Genial y magistral. Así te vislumbro en tu quehacer literario. Felicidades en Cristo Jesús. Orly

Rubén Sánchez Féliz dijo...

Excelente blog, José.

marisa negri dijo...

José:
tu blog llegó luego de una noche tapizada de ladridos y el primer poema caló hondísimo en mí. Seguiré leyendo pero gracias ante todo, por llegar sin querer en el momento justo
un abrazo

Maclovio reloading... dijo...

Don Chepe:

Este cuento ya se lo había leído, pero al reelerlo hoy me puedo enterar que me había perdido de algunos detalles. Creo que cuando uno vuelve a leer un buen cuento, cosa que sucede también con los libros, uno le siente un sabor diferente, como si el cuento al leerlo se volviera a reescribir él mismo.

Bien, gracias por compartir.

Salud!

OBC.

p.d.
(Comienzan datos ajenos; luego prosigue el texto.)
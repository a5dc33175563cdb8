mod feed_cycle;
mod runner;
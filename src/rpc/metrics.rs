//! Counters tracking chain RPC successes, failures, timeouts and latency.

use std::sync::atomic::{AtomicU64, Ordering};
use std::time::Duration;

#[derive(Debug, Default)]
pub(crate) struct RpcMetrics {
    total_requests: AtomicU64,
    total_errors: AtomicU64,
    total_latency_ns: AtomicU64,
    total_timeouts: AtomicU64,
}

impl RpcMetrics {
    pub(crate) fn record_success(&self, latency: Duration) {
        self.total_requests.fetch_add(1, Ordering::Relaxed);
        self.add_latency(latency);
    }

    pub(crate) fn record_failure(&self, latency: Duration) {
        self.total_requests.fetch_add(1, Ordering::Relaxed);
        self.total_errors.fetch_add(1, Ordering::Relaxed);
        self.add_latency(latency);
    }

    pub(crate) fn record_timeout(&self, latency: Duration) {
        self.record_failure(latency);
        self.total_timeouts.fetch_add(1, Ordering::Relaxed);
    }

    fn add_latency(&self, latency: Duration) {
        let nanos = u64::try_from(latency.as_nanos()).unwrap_or(u64::MAX);
        self.total_latency_ns.fetch_add(nanos, Ordering::Relaxed);
    }

    pub(crate) fn snapshot(&self) -> RpcMetricsSnapshot {
        let total_requests = self.total_requests.load(Ordering::Relaxed);
        let total_errors = self.total_errors.load(Ordering::Relaxed);
        let total_latency_ns = self.total_latency_ns.load(Ordering::Relaxed);

        let average_latency_ms = if total_requests == 0 {
            0.0
        } else {
            (total_latency_ns as f64 / total_requests as f64) / 1_000_000.0
        };

        RpcMetricsSnapshot {
            total_requests,
            total_errors,
            total_timeouts: self.total_timeouts.load(Ordering::Relaxed),
            average_latency_ms,
        }
    }
}

#[derive(Debug, Copy, Clone)]
pub struct RpcMetricsSnapshot {
    pub total_requests: u64,
    pub total_errors: u64,
    pub total_timeouts: u64,
    pub average_latency_ms: f64,
}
Si ama la fauna silvestre y respeta la vida animal como son los piojos rasquese con esponja :) ya tú sabe pue como es la vaina

fermant dijo...

Este es uno de tus frutos literarios que es gratificante leer.
Magnífico trabajo.
Felicitaciones.

Antonio Fermín

yaina melissa dijo...

hola jose. cuando vas a subir "tratado de enfermeria" es mi cuento tuyo favorito.